Gian Marco Centinaio
Gian Marco Centinaio

Centinaio: “Sicilia cuore del Mediterraneo con turismo, agricoltura e Beni culturali”

Turismo, agricoltura e Beni culturali: si deve ripartire da qui per fare crescere la Sicilia. Lo sostiene il ministro delle Politiche agricole e del turismo, Gian Marco Centinaio: “La Sicilia ha tutto per tornare ad essere il cuore del Mediterraneo ma c’è del lavoro da fare”, ha detto al Giornale di Sicilia.

Il Governo lavora a un codice per evitare l’abusivismo delle strutture ricettive ma soprattutto alla promozione del territorio: “Vedo molte pubblicità regionali – dice Centinaio – che promuovono la propria terra senza mai fare riferimento all’Italia: sono a favore delle specificità dei territori, ma se pensiamo al turista che dobbiamo attirare
dall’altra parte del mondo come facciamo a non dirgli che siamo in Italia?”.

E poi c’è il problema delle infrastrutture: “Posso dire che siamo il Paese più bello del mondo, ma se abbiamo aeroporti non all’altezza e infrastrutture vetuste è un problema. E i porti: in Sicilia pochi porti possono ospitare grandi navi da crociera, e non ci sono abbastanza porti turistici adeguati per attrarre e far restare i navigatori. La Sicilia è al centro del Mediterraneo e deve tornare ad esserne il cuore e il punto focale: se sembra invece che lo siano le isole Baleari, vuol dire che è mancato qualcosa. Per clima, cibo, mare, storia, la Sicilia è un’eccellenza assoluta”.

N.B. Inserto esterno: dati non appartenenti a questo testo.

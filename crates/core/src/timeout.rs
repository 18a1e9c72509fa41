//! Wall-clock budget for a pipeline run.
//!
//! The guard is polled at step boundaries only. A step that hangs past the
//! budget is not interrupted; the overrun is detected when it returns.

use crate::exit_code::ExitCodeRegistry;
use crate::logging::{LogLevel, StructuredLogger};
use lp_protocol::exit_models::ExitCode;
use std::time::Duration;
use tokio::time::Instant;

/// Result of polling the guard.
#[derive(Debug, Clone, Copy, PartialEq, Eq)]
pub enum TimeoutCheck {
    Within,
    Exceeded { elapsed: Duration },
}

impl TimeoutCheck {
    pub fn is_exceeded(&self) -> bool {
        matches!(self, TimeoutCheck::Exceeded { .. })
    }
}

#[derive(Debug, Clone, Copy)]
pub struct TimeoutGuard {
    start: Instant,
    budget: Duration,
}

impl TimeoutGuard {
    /// Start the clock now.
    pub fn start(budget: Duration) -> Self {
        Self {
            start: Instant::now(),
            budget,
        }
    }

    pub fn budget(&self) -> Duration {
        self.budget
    }

    pub fn elapsed(&self) -> Duration {
        self.start.elapsed()
    }

    /// Compare elapsed time against the budget.
    ///
    /// On overrun, reports a timeout to the registry (which keeps any
    /// earlier substantive failure) and logs an error with both values.
    pub fn check(
        &self,
        registry: &ExitCodeRegistry,
        logger: &StructuredLogger,
        step: &str,
    ) -> TimeoutCheck {
        let elapsed = self.elapsed();
        if elapsed < self.budget {
            return TimeoutCheck::Within;
        }

        registry.report_code(ExitCode::Timeout);
        crate::log_event!(
            logger,
            LogLevel::Error,
            step,
            "pipeline timed out: elapsed {:.1}s, budget {}s",
            elapsed.as_secs_f64(),
            self.budget.as_secs()
        );

        TimeoutCheck::Exceeded { elapsed }
    }
}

La Sicilia è anche terra di Beni Culturali, una delle prime al mondo per siti tutelati dall’Unesco ma… “L’Italia e la Sicilia sono meravigliose, uniche – continua Centinaio -. Ma il turismo culturale lo “subiamo”. Nel senso che i turisti
vengono a prescindere. Dobbiamo fare di più, puntare sulla valorizzazione, anche in collaborazione con i privati”.

Infine l’agricoltura, risorsa non più sfruttata e fonte di dubbi. “Uno su tutti – conclude il ministro – è l’abbandono delle terre, e noi vogliamo incentivare i giovani a diventare imprenditori agricoli. Lo stiamo facendo con 70 milioni di
incentivi, e con la vendita a prezzi di favore di 7.700 ettari. Per la pesca abbiamo ottenuto di aumentare dal prossimo anno le quote di tonno”.